Both tandem stenting and antiplatelet resistance have been linked with subacute thrombosis risk following intracranial stenting in a single-center series published online January 27, 2017, ahead of print in Stroke. The authors recommend that platelet testing be done in all patients prior to intracranial stenting and offer potential strategies for reducing the risk.

Zhongrong Miao, MD, of Beijing Tiantan Hospital (Beijing, China), and colleagues prospectively collected data on all 221 patients treated for symptomatic intracranial arterial stenosis using intracranial stenting in 2013 at their hospital. Among these patients, 9 (4.1%) developed subacute thrombosis 2 to 8 days following stenting.

They note that the 4.1% rate of subacute thrombosis identified in this series was lower than that previously reported by Riedel et al but higher than that reported in the SAMMPRIS trial.

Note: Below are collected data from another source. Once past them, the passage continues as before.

//! ONNX Inference Engine
//!
//! Loads the trained models with tract and exposes them behind small
//! capability traits so the HTTP layer never depends on a concrete backend.

mod engine;
mod labels;
pub mod mock;
mod model;
mod onnx;

pub use engine::{HealthPrediction, HealthPredictor, ValuePredictor};
pub use labels::{fallback_label, load_health_labels, LabelEncoder, DEFAULT_HEALTH_CLASSES, LABEL_COLUMN};
pub use model::{HealthClassifier, ValueRegressor};
pub use onnx::{OnnxHealthClassifier, OnnxValueRegressor};

use feature_engine::FeatureError;
use thiserror::Error;

/// Errors during inference
#[derive(Debug, Error)]
pub enum InferenceError {
    #[error("Model load failed: {0}")]
    ModelLoadError(String),
    #[error("Inference failed: {0}")]
    InferenceFailed(String),
    #[error("Invalid input shape: expected {expected}, got {actual}")]
    InvalidInputShape { expected: String, actual: String },
    #[error("Invalid model output: {0}")]
    InvalidOutput(String),
    #[error(transparent)]
    Features(#[from] FeatureError),
}
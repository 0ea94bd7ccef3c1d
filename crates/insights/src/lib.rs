//! Rule-Based Insights
//!
//! Turns model outputs into the text shown to users: health
//! recommendations and risk levels, and value-for-money tiers with their
//! rationale.

mod format;
mod health;
mod selection;
mod value;

pub use format::{group_thousands, join_reasons, py_float, rupee_range};
pub use health::{
    calculate_risk_level, insight, recommendation, HealthContext, HealthStatus, RiskLevel,
};
pub use selection::{
    FirstNSelector, RandomSelector, ReasonSelector, SelectionPolicy, SelectionStrategy,
    MAX_REASONS,
};
pub use value::{analyze, ValueAssessment, ValueTier};

//! Request Validation
//!
//! Field extraction and numeric coercion for loosely-typed JSON payloads.

mod error;
mod validator;

pub use error::ValidationError;
pub use validator::{coerce_f64, coerce_i64, RequestFields};
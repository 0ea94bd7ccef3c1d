//! Seasonal Series Model

use crate::ForecastError;
use chrono::{Datelike, Months, NaiveDate};
use serde::{Deserialize, Serialize};
use std::path::Path;
use tracing::{debug, info};

/// Longest horizon a single call may request (months)
pub const MAX_HORIZON: usize = 1200;

/// Two-sided 95% normal quantile
const DEFAULT_INTERVAL_Z: f64 = 1.959_963_984_540_054;

/// Point forecasts with a confidence band, one row per period
#[derive(Debug, Clone, PartialEq, Default)]
pub struct ForecastFrame {
    pub index: Vec<NaiveDate>,
    pub mean: Vec<f64>,
    pub lower: Vec<f64>,
    pub upper: Vec<f64>,
}

impl ForecastFrame {
    /// Number of periods
    pub fn len(&self) -> usize {
        self.index.len()
    }

    /// Whether the frame holds no periods
    pub fn is_empty(&self) -> bool {
        self.index.is_empty()
    }
}

/// A fitted model able to project a number of periods ahead
pub trait SeriesModel: Send + Sync {
    fn get_forecast(&self, steps: usize) -> Result<ForecastFrame, ForecastError>;
}

/// Date convention of the series index
#[derive(Debug, Clone, Copy, PartialEq, Eq, Default, Serialize, Deserialize)]
#[serde(rename_all = "snake_case")]
pub enum IndexConvention {
    /// Periods labelled by the first day of the month
    #[default]
    MonthStart,
    /// Periods labelled by the last day of the month
    MonthEnd,
}

fn default_interval_z() -> f64 {
    DEFAULT_INTERVAL_Z
}

/// Additive level + trend + seasonal state, as exported after fitting.
///
/// `seasonal[k]` is the effect for the k-th period after the last
/// observation, cycling with period `seasonal.len()`.
#[derive(Debug, Clone, PartialEq, Serialize, Deserialize)]
pub struct SeasonalForecastModel {
    /// Index label of the last observed period
    pub last_observation: NaiveDate,
    #[serde(default)]
    pub index: IndexConvention,
    pub level: f64,
    #[serde(default)]
    pub trend: f64,
    pub seasonal: Vec<f64>,
    /// One-step-ahead residual variance
    pub residual_variance: f64,
    #[serde(default = "default_interval_z")]
    pub interval_z: f64,
}

impl SeasonalForecastModel {
    /// Load a model exported as JSON
    pub fn load(path: impl AsRef<Path>) -> Result<Self, ForecastError> {
        let path = path.as_ref();
        info!(path = %path.display(), "Loading sales model");

        let contents = std::fs::read_to_string(path)
            .map_err(|e| ForecastError::ModelLoad(format!("{}: {}", path.display(), e)))?;
        let model: Self = serde_json::from_str(&contents)
            .map_err(|e| ForecastError::ModelLoad(format!("{}: {}", path.display(), e)))?;

        info!(
            last_observation = %model.last_observation,
            period = model.seasonal.len(),
            "Sales model loaded successfully"
        );
        Ok(model)
    }

    /// Seasonal period length
    pub fn period(&self) -> usize {
        self.seasonal.len()
    }

    fn check_fitted(&self) -> Result<(), ForecastError> {
        if self.seasonal.is_empty() {
            return Err(ForecastError::NotFitted("no seasonal state".to_string()));
        }
        if !self.residual_variance.is_finite() || self.residual_variance < 0.0 {
            return Err(ForecastError::NotFitted(format!(
                "residual variance {}",
                self.residual_variance
            )));
        }
        let state_finite = self.level.is_finite()
            && self.trend.is_finite()
            && self.seasonal.iter().all(|s| s.is_finite());
        if !state_finite {
            return Err(ForecastError::NotFitted("non-finite state".to_string()));
        }
        Ok(())
    }

    /// Index label of the period `h` steps after the last observation
    fn period_date(&self, h: u32) -> Option<NaiveDate> {
        let anchor =
            NaiveDate::from_ymd_opt(self.last_observation.year(), self.last_observation.month(), 1)?;
        let start = anchor.checked_add_months(Months::new(h))?;
        match self.index {
            IndexConvention::MonthStart => Some(start),
            IndexConvention::MonthEnd => start.checked_add_months(Months::new(1))?.pred_opt(),
        }
    }
}

impl SeriesModel for SeasonalForecastModel {
    fn get_forecast(&self, steps: usize) -> Result<ForecastFrame, ForecastError> {
        if steps == 0 || steps > MAX_HORIZON {
            return Err(ForecastError::InvalidHorizon(format!(
                "{} (expected 1..={})",
                steps, MAX_HORIZON
            )));
        }
        self.check_fitted()?;

        let mut frame = ForecastFrame {
            index: Vec::with_capacity(steps),
            mean: Vec::with_capacity(steps),
            lower: Vec::with_capacity(steps),
            upper: Vec::with_capacity(steps),
        };

        for h in 1..=steps {
            let date = self.period_date(h as u32).ok_or_else(|| {
                ForecastError::InvalidHorizon(format!("period {} is outside the calendar", h))
            })?;
            let mean = self.level + h as f64 * self.trend + self.seasonal[(h - 1) % self.period()];
            let half_width = self.interval_z * (self.residual_variance * h as f64).sqrt();

            frame.index.push(date);
            frame.mean.push(mean);
            frame.lower.push(mean - half_width);
            frame.upper.push(mean + half_width);
        }

        debug!(steps, first = ?frame.index.first(), "Series forecast computed");
        Ok(frame)
    }
}
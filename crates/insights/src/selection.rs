//! Reason Selection
//!
//! Which candidate reasons end up in an insight sentence, and in which
//! order, is a strategy chosen by configuration.

use rand::rngs::StdRng;
use rand::seq::SliceRandom;
use rand::SeedableRng;
use serde::{Deserialize, Serialize};

/// Most reasons quoted in one sentence
pub const MAX_REASONS: usize = 3;

/// Picks up to `limit` reasons out of the candidates
pub trait ReasonSelector {
    fn select(&mut self, candidates: Vec<String>, limit: usize) -> Vec<String>;
}

/// Uniform random sample, in random order
pub struct RandomSelector {
    rng: StdRng,
}

impl RandomSelector {
    /// Seeded from the OS
    pub fn from_entropy() -> Self {
        Self {
            rng: StdRng::from_entropy(),
        }
    }

    /// Reproducible sequence
    pub fn seeded(seed: u64) -> Self {
        Self {
            rng: StdRng::seed_from_u64(seed),
        }
    }
}

impl ReasonSelector for RandomSelector {
    fn select(&mut self, mut candidates: Vec<String>, limit: usize) -> Vec<String> {
        let take = limit.min(candidates.len());
        let (chosen, _) = candidates.partial_shuffle(&mut self.rng, take);
        chosen.to_vec()
    }
}

/// The first `limit` candidates, in candidate order
#[derive(Debug, Clone, Copy, Default)]
pub struct FirstNSelector;

impl ReasonSelector for FirstNSelector {
    fn select(&mut self, mut candidates: Vec<String>, limit: usize) -> Vec<String> {
        candidates.truncate(limit);
        candidates
    }
}

#[derive(Debug, Clone, Copy, PartialEq, Eq, Default, Serialize, Deserialize)]
#[serde(rename_all = "snake_case")]
pub enum SelectionStrategy {
    #[default]
    Random,
    FirstN,
}

/// Configured strategy; hands out a fresh selector per request
#[derive(Debug, Clone, Copy, PartialEq, Eq, Default, Serialize, Deserialize)]
pub struct SelectionPolicy {
    #[serde(default)]
    pub strategy: SelectionStrategy,
    /// Fixed seed for the random strategy
    #[serde(default)]
    pub seed: Option<u64>,
}

impl SelectionPolicy {
    pub fn first_n() -> Self {
        Self {
            strategy: SelectionStrategy::FirstN,
            seed: None,
        }
    }

    pub fn selector(&self) -> Box<dyn ReasonSelector + Send> {
        match (self.strategy, self.seed) {
            (SelectionStrategy::FirstN, _) => Box::new(FirstNSelector),
            (SelectionStrategy::Random, Some(seed)) => Box::new(RandomSelector::seeded(seed)),
            (SelectionStrategy::Random, None) => Box::new(RandomSelector::from_entropy()),
        }
    }
}
//! Sales Forecasting
//!
//! Wraps a fitted seasonal series model and shapes its output for the
//! dashboard: monthly points, or calendar-year totals.

mod adapter;
mod model;

pub use adapter::{Granularity, SalesForecast, SalesForecaster, DEFAULT_STEPS};
pub use model::{ForecastFrame, IndexConvention, SeasonalForecastModel, SeriesModel, MAX_HORIZON};

use thiserror::Error;

/// Errors during forecasting
#[derive(Debug, Clone, PartialEq, Error)]
pub enum ForecastError {
    #[error("Model load failed: {0}")]
    ModelLoad(String),
    #[error("model is not fitted: {0}")]
    NotFitted(String),
    #[error("invalid forecast horizon: {0}")]
    InvalidHorizon(String),
    #[error("Forecasting error: {0}")]
    Forecasting(String),
}
use anyhow::Result;
use serde_json::{Value, json};

use nfcmod_io::config_schema::validate_config_schema;

fn merge_fixture(name: &str) -> Result<Value> {
    let path = std::path::Path::new(env!("CARGO_MANIFEST_DIR"))
        .join("..")
        .join("nfcmod-merge")
        .join("tests")
        .join("fixtures")
        .join(name);
    Ok(serde_json::from_str(&std::fs::read_to_string(path)?)?)
}

#[test]
fn full_fixture_conforms_to_config_schema() -> Result<()> {
    let config = merge_fixture("config.full.json")?;
    if let Err(errors) = validate_config_schema(&config) {
        panic!("schema validation failed:\n{}", errors.join("\n"));
    }
    Ok(())
}

#[test]
fn empty_and_all_null_configs_are_accepted() {
    assert!(validate_config_schema(&json!({})).is_ok());
    assert!(
        validate_config_schema(&json!({
            "nfcPermission": null,
            "includeNdefEntitlement": null,
            "selectIdentifiers": null,
            "systemCodes": null,
            "intentFilters": null
        }))
        .is_ok()
    );
}

#[test]
fn permission_accepts_string_and_bool() {
    for v in [json!("Scan tags"), json!(true), json!(false), json!("")] {
        assert!(validate_config_schema(&json!({ "nfcPermission": v })).is_ok());
    }
    assert!(validate_config_schema(&json!({ "nfcPermission": 3 })).is_err());
}

#[test]
fn unknown_top_level_key_is_rejected() {
    let errors = validate_config_schema(&json!({ "nfcPermisson": "typo" })).unwrap_err();
    assert!(!errors.is_empty());
}

#[test]
fn intent_filter_requires_non_empty_action() {
    assert!(validate_config_schema(&json!({ "intentFilters": [{}] })).is_err());
    assert!(validate_config_schema(&json!({ "intentFilters": [{ "action": "" }] })).is_err());
    assert!(
        validate_config_schema(&json!({
            "intentFilters": [{ "action": "NDEF_DISCOVERED", "data": [{ "scheme": "https" }, null], "category": [null, "DEFAULT"] }]
        }))
        .is_ok()
    );
}

#[test]
fn non_string_identifiers_are_rejected() {
    assert!(validate_config_schema(&json!({ "selectIdentifiers": ["A000", 7] })).is_err());
}

#[test]
fn bundled_schema_is_valid_json() -> Result<()> {
    let schema: Value = serde_json::from_str(nfcmod_io::config_schema::config_schema_json())?;
    assert_eq!(schema["type"], "object");
    Ok(())
}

Binary logistic analysis revealed that tandem stenting and antiplatelet resistance were both predictors of the development of subacute thrombosis (table 1).

 

Table 1. Factors Associated With Increased Odds of Subacute Thrombosis

 

 

Odds Ratio (95% CI)

Tandem Stenting

11.28 (2.42-52.52)

Aspirin Resistance

6.27 (1.57-24.95)

Clopidogrel Resistance

15.53 (3.11-77.63)

Aspirin and Clopidogrel Resistance

12.25 (2.93-51.15)

Aspirin or Clopidogrel Resistance

11.34 (2.28-56.34)

 

Testing for Antiplatelet Resistance Important

Stent thrombosis is “one of the devastating complications that may occur after stent placement,” the study authors say. Despite its clinical importance, this study is among the few that have evaluated potential risk factors for its occurrence in intracranial stenting.

They conclude from their findings that “antiplatelet resistance testing should be considered before intracranial stenting,” reporting that in their center they have begun a strategy of increasing the dose of aspirin or clopidogrel among patients with evidence of inadequate inhibition. They also suggest that cilostazol could be another option, as are heparin-coated stents. At present, there is “no consensus on the best treatment regimen to overcome this problem,” the authors write, recommending that the relative benefits of each strategy undergo further investigation.

 


 

Source:

Sun X, Tong X, Lo WT, et al. Risk factors of subacute thrombosis after intracranial stenting for symptomatic intracranial arterial stenosis. Stroke. 2017;Epub ahead of print.

 

Disclosures:

Dr. Miao reports no relevant conflicts of interest.